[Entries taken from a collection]
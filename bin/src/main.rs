#[macro_use]
extern crate log;

mod proxy;

use api::*;
use clap::Parser;
use proxy::ProxyHost;
use scale_core::app::*;
use scale_core::fileutil::*;
use std::process::ExitCode;
use std::sync::atomic::AtomicBool;

fn main() -> ExitCode {
    let options = Options::parse();

    // Initialize `env_logger`. RUST_LOG still wins over the default level.
    let default_level = if options.quiet { "error" } else { "info" };
    env_logger::Builder::from_env(env_logger::Env::default().default_filter_or(default_level))
        .init();

    match run(&options) {
        Ok(true) => ExitCode::SUCCESS,
        Ok(false) => ExitCode::FAILURE,
        Err(e) => {
            error!("{e}");
            ExitCode::FAILURE
        }
    }
}

/// Loads the scenes and evaluates or renders the selected groups. Returns
/// false if any group failed.
fn run(options: &Options) -> Result<bool, BatchError> {
    for path in options.paths.iter() {
        match absolute_path(path) {
            Ok(abs_path) => info!("Loading scene {}", abs_path.display()),
            Err(e) => warn!("{e}"),
        }
    }

    let groups = parser::parse_files(&options.paths)?;
    let config = options.render_config();

    let batch = match &options.group {
        Some(name) => Batch::single(config, groups, name)?,
        None => Batch::new(config, groups)?,
    }
    .with_progress(!options.quiet);

    if options.eval {
        let mut ok = true;
        for (name, result) in batch.evaluate_all() {
            match result {
                Ok(e) => println!(
                    "{name}: {:.1} x {:.1} x {:.1} mm, {} px, camera {:.1} mm at ({:.1}, {:.1}, {:.1}), {}",
                    e.width_mm(),
                    e.depth_mm(),
                    e.height_mm(),
                    e.resolution,
                    e.pose.distance_mm,
                    e.pose.location.x,
                    e.pose.location.y,
                    e.pose.location.z,
                    e.lighting,
                ),
                Err(err) => {
                    ok = false;
                    println!("{name}: {err}");
                }
            }
        }
        return Ok(ok);
    }

    let cancel = AtomicBool::new(false);
    let mut host = ProxyHost::new(batch.config().clone());
    let summary = batch.run(&mut host, &cancel)?;
    for (name, issue) in summary.issues.iter() {
        warn!("{name}: {issue}");
    }
    Ok(summary.failed == 0)
}
//! Camera

#[macro_use]
extern crate log;

mod framing;

// Re-export
pub use framing::*;
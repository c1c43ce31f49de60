//! linfa-reasons prelude.
//!
//! This module contains the most used types, type aliases, traits and
//! functions that you can import easily as a group.
//!

#[doc(no_inline)]
pub use crate::error::{Error, Result};

#[doc(no_inline)]
pub use crate::traits::*;

#[doc(no_inline)]
pub use crate::param_guard::ParamGuard;

#[doc(no_inline)]
pub use crate::explanation::{ExplanationSource, ExplanationTable, ModelRef, TaskType};

#[doc(no_inline)]
pub use crate::frame::{Cell, Frame};

#[doc(no_inline)]
pub use crate::matrix::FeatureMatrix;

#[doc(no_inline)]
pub use crate::cluster::{ClusterResult, ClusterStrategy};

#[doc(no_inline)]
pub use crate::pipeline::{Algorithm, ClusterPipeline, ClusterRequest, PipelineParams};

#[doc(no_inline)]
pub use crate::plot::{PlotPackager, PlotSpec};

#[doc(no_inline)]
pub use crate::render::{CsvRenderer, Renderer};

#[cfg(feature = "png")]
#[doc(no_inline)]
pub use crate::render::PngRenderer;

BRIEF - For every line in the data above that has the string "main", return that line.

TASK OUTPUT -
filename bin/src/main.rs
fn main() -> ExitCode {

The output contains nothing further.